A partir de ese momento, perdió todo respeto por Hitler y los oficiales que le rodeaban.

El 15 de enero, Behr transmitió su informe a Zeitzler, y tras la reunión, Schmundt le preguntó a Behr que qué le diría a Paulus, a lo que Behr contestó que no había posibilidad de salvación para el VI Ejército, ni posibilidad de emprender una acción por cuenta propia. Entonces Schmundt le comunicó que no volaría de vuelta al Kessel, y que sería transferido al personal del mariscal Milch.
A pesar de la prohibición de Schmundt, Behr intentó volar de vuelta al Kessel, pero cuando se hallaba en Taganrog, el oficial de transportes al mando le comunicó que Schmundt le había ordenado que no dejara volar a Behr.

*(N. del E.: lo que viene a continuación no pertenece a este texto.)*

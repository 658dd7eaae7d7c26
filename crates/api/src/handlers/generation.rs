//! Handler for promo generation.
//!
//! `POST /api/v1/sessions/{id}/generate` takes the whole operator form as
//! `multipart/form-data` and runs the pipeline inline.

use axum::extract::{Multipart, Path, State};
use axum::Json;
use promo_core::artifact::ArtifactDetails;
use promo_core::choices::{parse_choice, AnimationStyle, AudioMood, Choice, Language, TestType};
use promo_core::generation::GenerationError;
use promo_core::mascot::decode_mascot;
use promo_core::request::{
    InputWarning, MascotUpload, MissingInput, PromoRequest, DEFAULT_SCRIPT,
};
use promo_core::styling::StylingOptions;
use serde::Serialize;
use uuid::Uuid;

use crate::error::{AppError, AppResult};
use crate::response::DataResponse;
use crate::state::AppState;

/// Outcome of a successful generation.
#[derive(Debug, Serialize)]
pub struct GenerationResult {
    pub session_id: Uuid,
    /// Relative URL the video can be downloaded from.
    pub download_url: String,
    pub details: ArtifactDetails,
    pub warnings: Vec<InputWarning>,
}

/// Raw text fields as submitted. Absent fields take the form defaults.
#[derive(Debug, Default)]
struct PromoForm {
    test_type: Option<String>,
    language: Option<String>,
    script: Option<String>,
    audio_mood: Option<String>,
    text_color: Option<String>,
    bg_color: Option<String>,
    font_size: Option<String>,
    animation: Option<String>,
    mascot: Option<MascotUpload>,
}

impl PromoForm {
    async fn read(multipart: &mut Multipart) -> AppResult<Self> {
        let mut form = Self::default();

        while let Some(field) = multipart
            .next_field()
            .await
            .map_err(|e| AppError::BadRequest(e.to_string()))?
        {
            let name = field.name().unwrap_or("").to_string();
            if name == "mascot" {
                let file_name = field.file_name().map(str::to_string);
                let bytes = field
                    .bytes()
                    .await
                    .map_err(|e| AppError::BadRequest(e.to_string()))?;
                form.mascot = Some(MascotUpload { file_name, bytes });
                continue;
            }

            let slot = match name.as_str() {
                "test_type" => &mut form.test_type,
                "language" => &mut form.language,
                "script" => &mut form.script,
                "audio_mood" => &mut form.audio_mood,
                "text_color" => &mut form.text_color,
                "bg_color" => &mut form.bg_color,
                "font_size" => &mut form.font_size,
                "animation" => &mut form.animation,
                _ => continue, // ignore unknown fields
            };
            let text = field
                .text()
                .await
                .map_err(|e| AppError::BadRequest(e.to_string()))?;
            *slot = Some(text);
        }

        Ok(form)
    }

    /// Resolve labels and defaults into a [`PromoRequest`].
    ///
    /// Unknown test types, moods and animations are rejected. An unknown
    /// language falls back to English.
    fn into_request(self) -> AppResult<PromoRequest> {
        let test_type = match self.test_type.as_deref() {
            Some(label) => parse_choice::<TestType>(label)?,
            None => TestType::ALL[0],
        };

        let language = match self.language.as_deref() {
            Some(label) => {
                let language = Language::resolve(label);
                if Language::from_label(label).is_none() {
                    tracing::warn!(
                        label,
                        fallback = language.label(),
                        "Unknown language, using fallback"
                    );
                }
                language
            }
            None => Language::default(),
        };

        let audio_mood = match self.audio_mood.as_deref() {
            Some(label) => parse_choice::<AudioMood>(label)?,
            None => AudioMood::default(),
        };

        let defaults = StylingOptions::default();
        let font_size = match self.font_size.as_deref().map(str::trim) {
            Some(raw) => raw
                .parse()
                .map_err(|_| AppError::BadRequest(format!("Invalid font_size '{raw}'")))?,
            None => defaults.font_size,
        };
        let styling = StylingOptions {
            text_color: self
                .text_color
                .map(|c| c.trim().to_string())
                .unwrap_or(defaults.text_color),
            bg_color: self
                .bg_color
                .map(|c| c.trim().to_string())
                .unwrap_or(defaults.bg_color),
            font_size,
            animation: match self.animation.as_deref() {
                Some(label) => parse_choice::<AnimationStyle>(label)?,
                None => defaults.animation,
            },
        };

        Ok(PromoRequest {
            test_type,
            language,
            script: self.script.unwrap_or_else(|| DEFAULT_SCRIPT.to_string()),
            audio_mood,
            mascot: self.mascot,
            styling,
        })
    }
}

/// POST /api/v1/sessions/{id}/generate
///
/// Accepts a multipart form with fields `test_type`, `language`, `script`,
/// `audio_mood`, `mascot` (file), `text_color`, `bg_color`, `font_size` and
/// `animation`. On success the session holds the new video and the response
/// carries its details plus any non-blocking warnings.
pub async fn generate(
    State(state): State<AppState>,
    Path(id): Path<Uuid>,
    mut multipart: Multipart,
) -> AppResult<Json<DataResponse<GenerationResult>>> {
    let handle = state.sessions.get(id).await?;

    let request = PromoForm::read(&mut multipart).await?.into_request()?;
    request.check_preconditions().map_err(GenerationError::from)?;
    request.styling.check()?;

    let Some(upload) = request.mascot.clone() else {
        return Err(GenerationError::from(MissingInput::MascotImage).into());
    };
    let mascot = tokio::task::spawn_blocking(move || decode_mascot(&upload))
        .await
        .map_err(|e| AppError::InternalError(format!("Mascot decoding task failed: {e}")))?
        .map_err(|e| AppError::BadRequest(e.to_string()))?;

    let warnings = request.warnings();
    for warning in &warnings {
        tracing::warn!(session_id = %id, code = warning.code, "{}", warning.message);
    }

    let mut session = handle.lock().await;
    session.touch();
    if session.clear_artifact() {
        tracing::debug!(session_id = %id, "Dropped previous promo video");
    }

    let artifact = state.generator.generate(&request, mascot).await?;
    let details = artifact.details();
    session.store_artifact(artifact);
    session.touch();

    Ok(Json(DataResponse {
        data: GenerationResult {
            session_id: id,
            download_url: format!("/api/v1/sessions/{id}/video"),
            details,
            warnings,
        },
    }))
}
//! FFmpeg/FFprobe command utilities.
//!
//! Probing (`ffprobe -print_format json`), promo encode argument building
//! from a [`CompositionPlan`], and a child-process runner with a timeout.

use std::path::Path;
use std::process::Stdio;
use std::time::Duration;

use serde::Deserialize;
use tokio::process::Command;

use crate::artifact::OutputMetadata;
use crate::composition::{CompositionPlan, FontSource, TextBanner, LINE_SPACING};
use crate::styling::ffmpeg_color;

/// Maximum stderr kept in an [`FfmpegError::ExecutionFailed`] (8 KiB, tail).
const MAX_STDERR_BYTES: usize = 8 * 1024;

/// Error type for FFmpeg/FFprobe operations.
#[derive(Debug, thiserror::Error)]
pub enum FfmpegError {
    #[error("ffprobe/ffmpeg binary not found: {0}")]
    NotFound(std::io::Error),

    #[error("ffprobe/ffmpeg execution failed (exit code {exit_code:?}): {stderr}")]
    ExecutionFailed {
        exit_code: Option<i32>,
        stderr: String,
    },

    #[error("ffmpeg timed out after {0:?}")]
    Timeout(Duration),

    #[error("failed to parse ffprobe output: {0}")]
    ParseError(String),

    #[error("I/O error: {0}")]
    IoError(#[from] std::io::Error),

    #[error("media file not found: {0}")]
    MediaNotFound(String),
}

// ---------------------------------------------------------------------------
// ffprobe JSON output structures
// ---------------------------------------------------------------------------

/// Top-level ffprobe JSON output (`-print_format json -show_format -show_streams`).
#[derive(Debug, Deserialize)]
pub struct FfprobeOutput {
    #[serde(default)]
    pub streams: Vec<FfprobeStream>,
    pub format: FfprobeFormat,
}

/// A single stream from ffprobe output.
#[derive(Debug, Deserialize)]
pub struct FfprobeStream {
    pub index: i32,
    pub codec_name: Option<String>,
    pub codec_type: Option<String>,
    pub width: Option<i32>,
    pub height: Option<i32>,
    /// e.g. "24/1" or "24000/1001"
    pub r_frame_rate: Option<String>,
    pub duration: Option<String>,
}

/// Format-level metadata from ffprobe.
#[derive(Debug, Deserialize)]
pub struct FfprobeFormat {
    pub duration: Option<String>,
    pub format_name: Option<String>,
}

// ---------------------------------------------------------------------------
// Running
// ---------------------------------------------------------------------------

/// Run `ffprobe` on a media file and return the parsed JSON output.
pub async fn probe_media(ffprobe: &str, path: &Path) -> Result<FfprobeOutput, FfmpegError> {
    if !path.exists() {
        return Err(FfmpegError::MediaNotFound(path.to_string_lossy().to_string()));
    }

    let output = Command::new(ffprobe)
        .args([
            "-v",
            "quiet",
            "-print_format",
            "json",
            "-show_format",
            "-show_streams",
        ])
        .arg(path)
        .kill_on_drop(true)
        .output()
        .await
        .map_err(FfmpegError::NotFound)?;

    if !output.status.success() {
        return Err(FfmpegError::ExecutionFailed {
            exit_code: output.status.code(),
            stderr: stderr_tail(&output.stderr),
        });
    }

    let stdout = String::from_utf8_lossy(&output.stdout);
    serde_json::from_str::<FfprobeOutput>(&stdout)
        .map_err(|e| FfmpegError::ParseError(format!("{e}: {stdout}")))
}

/// Run `ffmpeg` with `args`, killing it if it outlives `timeout`.
pub async fn run_ffmpeg(ffmpeg: &str, args: &[String], timeout: Duration) -> Result<(), FfmpegError> {
    let child = Command::new(ffmpeg)
        .args(args)
        .stdin(Stdio::null())
        .stdout(Stdio::null())
        .stderr(Stdio::piped())
        .kill_on_drop(true)
        .spawn()
        .map_err(FfmpegError::NotFound)?;

    // Dropping the future on timeout drops the child, which kills it.
    let output = tokio::time::timeout(timeout, child.wait_with_output())
        .await
        .map_err(|_| FfmpegError::Timeout(timeout))??;

    if !output.status.success() {
        return Err(FfmpegError::ExecutionFailed {
            exit_code: output.status.code(),
            stderr: stderr_tail(&output.stderr),
        });
    }
    Ok(())
}

/// Keep the end of stderr, where ffmpeg prints the actual failure.
fn stderr_tail(stderr: &[u8]) -> String {
    let start = stderr.len().saturating_sub(MAX_STDERR_BYTES);
    String::from_utf8_lossy(&stderr[start..]).trim().to_string()
}

// ---------------------------------------------------------------------------
// Encode arguments
// ---------------------------------------------------------------------------

/// Build the full ffmpeg argument list for a promo render.
///
/// Inputs: `0` a lavfi color source (the canvas), `1` the looped mascot PNG,
/// `2` the speech track. Banners are drawn with `drawbox` + `drawtext`; the
/// caption pair is gated by an `enable` window. The output is cut at the
/// canvas duration, so short speech never shortens the video.
pub fn encode_args(plan: &CompositionPlan) -> Vec<String> {
    let canvas = &plan.canvas;
    let duration = format!("{:.3}", canvas.duration_secs);

    let mut video_chain = vec![
        format!("[0:v][mascot]overlay=x={}:y={}:format=auto", plan.mascot.x, plan.mascot.y),
    ];
    video_chain.extend(banner_filters(&plan.header));
    video_chain.extend(banner_filters(&plan.caption));
    video_chain.push(format!("format={}[v]", plan.pixel_format));

    let filter_complex = format!(
        "[1:v]format=rgba[mascot];{};[2:a]atrim=end={:.3},asetpts=PTS-STARTPTS[a]",
        video_chain.join(","),
        plan.audio.duration_secs
    );

    let mut args: Vec<String> = vec!["-y".into(), "-hide_banner".into()];
    args.extend(["-f", "lavfi", "-i"].map(String::from));
    args.push(format!(
        "color=c={}:s={}x{}:r={}:d={duration}",
        ffmpeg_color(&canvas.color),
        canvas.width,
        canvas.height,
        canvas.fps
    ));
    args.extend(["-loop", "1", "-framerate"].map(String::from));
    args.push(canvas.fps.to_string());
    args.extend(["-t".to_string(), duration.clone(), "-i".to_string()]);
    args.push(plan.mascot.path.to_string_lossy().to_string());
    args.push("-i".into());
    args.push(plan.audio.path.to_string_lossy().to_string());
    args.extend(["-filter_complex".to_string(), filter_complex]);
    args.extend(["-map", "[v]", "-map", "[a]", "-c:v"].map(String::from));
    args.push(plan.video_codec.to_string());
    args.push("-pix_fmt".into());
    args.push(plan.pixel_format.to_string());
    args.push("-r".into());
    args.push(canvas.fps.to_string());
    args.push("-c:a".into());
    args.push(plan.audio_codec.to_string());
    args.extend(["-t".to_string(), duration]);
    args.extend(["-movflags", "+faststart"].map(String::from));
    args.push(plan.output.to_string_lossy().to_string());
    args
}

/// `drawbox` + `drawtext` for one banner, text centered in the box.
fn banner_filters(banner: &TextBanner) -> [String; 2] {
    let enable = banner
        .visible_until
        .map(|end| format!(":enable='between(t,0,{end:.3})'"))
        .unwrap_or_default();

    let font = match &banner.font {
        FontSource::File(path) => format!("fontfile={}", filter_option_value(&path.to_string_lossy())),
        FontSource::Family(family) => format!("font={}", filter_option_value(family)),
    };

    let drawbox = format!(
        "drawbox=x={}:y={}:w={}:h={}:color={}:t=fill{enable}",
        banner.x,
        banner.y,
        banner.width,
        banner.height,
        ffmpeg_color(&banner.background_color)
    );
    let drawtext = format!(
        "drawtext={font}:textfile={}:expansion=none:fontsize={}:fontcolor={}:line_spacing={LINE_SPACING}:x={}+({}-text_w)/2:y={}+({}-text_h)/2{enable}",
        filter_option_value(&banner.text_file.to_string_lossy()),
        banner.font_size,
        ffmpeg_color(&banner.text_color),
        banner.x,
        banner.width,
        banner.y,
        banner.height,
    );
    [drawbox, drawtext]
}

/// Backslash-escape characters that end or alter a filter option value.
pub fn escape_filter_value(value: &str) -> String {
    let mut escaped = String::with_capacity(value.len());
    for c in value.chars() {
        if matches!(c, '\\' | '\'' | ':') {
            escaped.push('\\');
        }
        escaped.push(c);
    }
    escaped
}

/// Encode a filter option value for use inside `-filter_complex`.
///
/// The graph parser unescapes once before the filter splits its options,
/// so the option-level escape is wrapped in graph-level single quotes.
/// A quote inside the value is written as `'\''`.
pub fn filter_option_value(value: &str) -> String {
    format!("'{}'", escape_filter_value(value).replace('\'', "'\\''"))
}

// ---------------------------------------------------------------------------
// Parsing helpers
// ---------------------------------------------------------------------------

fn first_stream<'a>(probe: &'a FfprobeOutput, codec_type: &str) -> Option<&'a FfprobeStream> {
    probe
        .streams
        .iter()
        .find(|s| s.codec_type.as_deref() == Some(codec_type))
}

/// Parse the media duration in seconds from ffprobe output.
///
/// Prefers the format-level duration, then the first video stream, then the
/// first audio stream.
pub fn parse_duration(probe: &FfprobeOutput) -> f64 {
    let from_format = probe.format.duration.as_deref();
    let from_video = first_stream(probe, "video").and_then(|s| s.duration.as_deref());
    let from_audio = first_stream(probe, "audio").and_then(|s| s.duration.as_deref());

    [from_format, from_video, from_audio]
        .into_iter()
        .flatten()
        .find_map(|d| d.parse::<f64>().ok())
        .unwrap_or(0.0)
}

/// Parse the video framerate from ffprobe output.
///
/// The `r_frame_rate` field is a fraction like `"24/1"` or `"24000/1001"`.
pub fn parse_framerate(probe: &FfprobeOutput) -> f64 {
    first_stream(probe, "video")
        .and_then(|s| s.r_frame_rate.as_deref())
        .map(parse_fraction)
        .unwrap_or(0.0)
}

/// Parse a fraction string like `"30/1"` into a float.
fn parse_fraction(s: &str) -> f64 {
    let parts: Vec<&str> = s.split('/').collect();
    if parts.len() == 2 {
        let num = parts[0].parse::<f64>().unwrap_or(0.0);
        let den = parts[1].parse::<f64>().unwrap_or(1.0);
        if den > 0.0 {
            return num / den;
        }
    }
    s.parse::<f64>().unwrap_or(0.0)
}

/// Find the first video stream's resolution.
pub fn parse_resolution(probe: &FfprobeOutput) -> (u32, u32) {
    first_stream(probe, "video")
        .map(|s| {
            (
                s.width.unwrap_or(0).max(0) as u32,
                s.height.unwrap_or(0).max(0) as u32,
            )
        })
        .unwrap_or((0, 0))
}

/// Summarize an encoded file's probe as [`OutputMetadata`].
pub fn output_metadata(probe: &FfprobeOutput) -> OutputMetadata {
    let (width, height) = parse_resolution(probe);
    OutputMetadata {
        width,
        height,
        fps: parse_framerate(probe),
        duration_secs: parse_duration(probe),
        video_codec: first_stream(probe, "video")
            .and_then(|s| s.codec_name.clone())
            .unwrap_or_default(),
        audio_codec: first_stream(probe, "audio").and_then(|s| s.codec_name.clone()),
    }
}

A su vuelta, el general Stieff y también el teniente coronel Bernhard Klamroth, quien conocía bien a Behr desde antes de la guerra, lo llevó aparte y le preguntó –"de una manera cifrada"-, si se uniría a un movimiento para derrocar a Hitler.

Cito a Beevor lieralmente:
"Behr, que apenas había visto la verdad sobre la desastrosa conducción de Hitler, sentía que no podía hacer un giro de ciento ochenta grados. Klamroth comprendió, pero le advirtió que fuera cuidadoso con Manstein. 'En la mesa está totalmente en contra de Hitler, pero es sólo un fanfarrón. Si Hitler le ordenara ir a la derecha o a la izquierda, haría exactamente lo que le dice'. La cita de Klamroth no era exagerada. Con toda la irreverencia que Manstein mostraba por el Führer en privado, entre sus subordinados de confianza y con la broma de su dachshund haciendo el saludo nazi con la pata levantada, no deseaba arriesgar su propia posición. En sus memorias, utilizó lo que podría llamarse el argumento de la puñalada por la espalda: un golpe de estado habría llevado al derrumbe inmediato del frente y al caos en Alemania. Era todavía parte de la clase de oficiales cuyo odio antibolchevique había sido moldeado por los motines y la revolución de 1918. Behr siguió el consejo de Klamroth, y fue cauteloso cuando se presentó de vuelta en el grupode ejércitos del Don."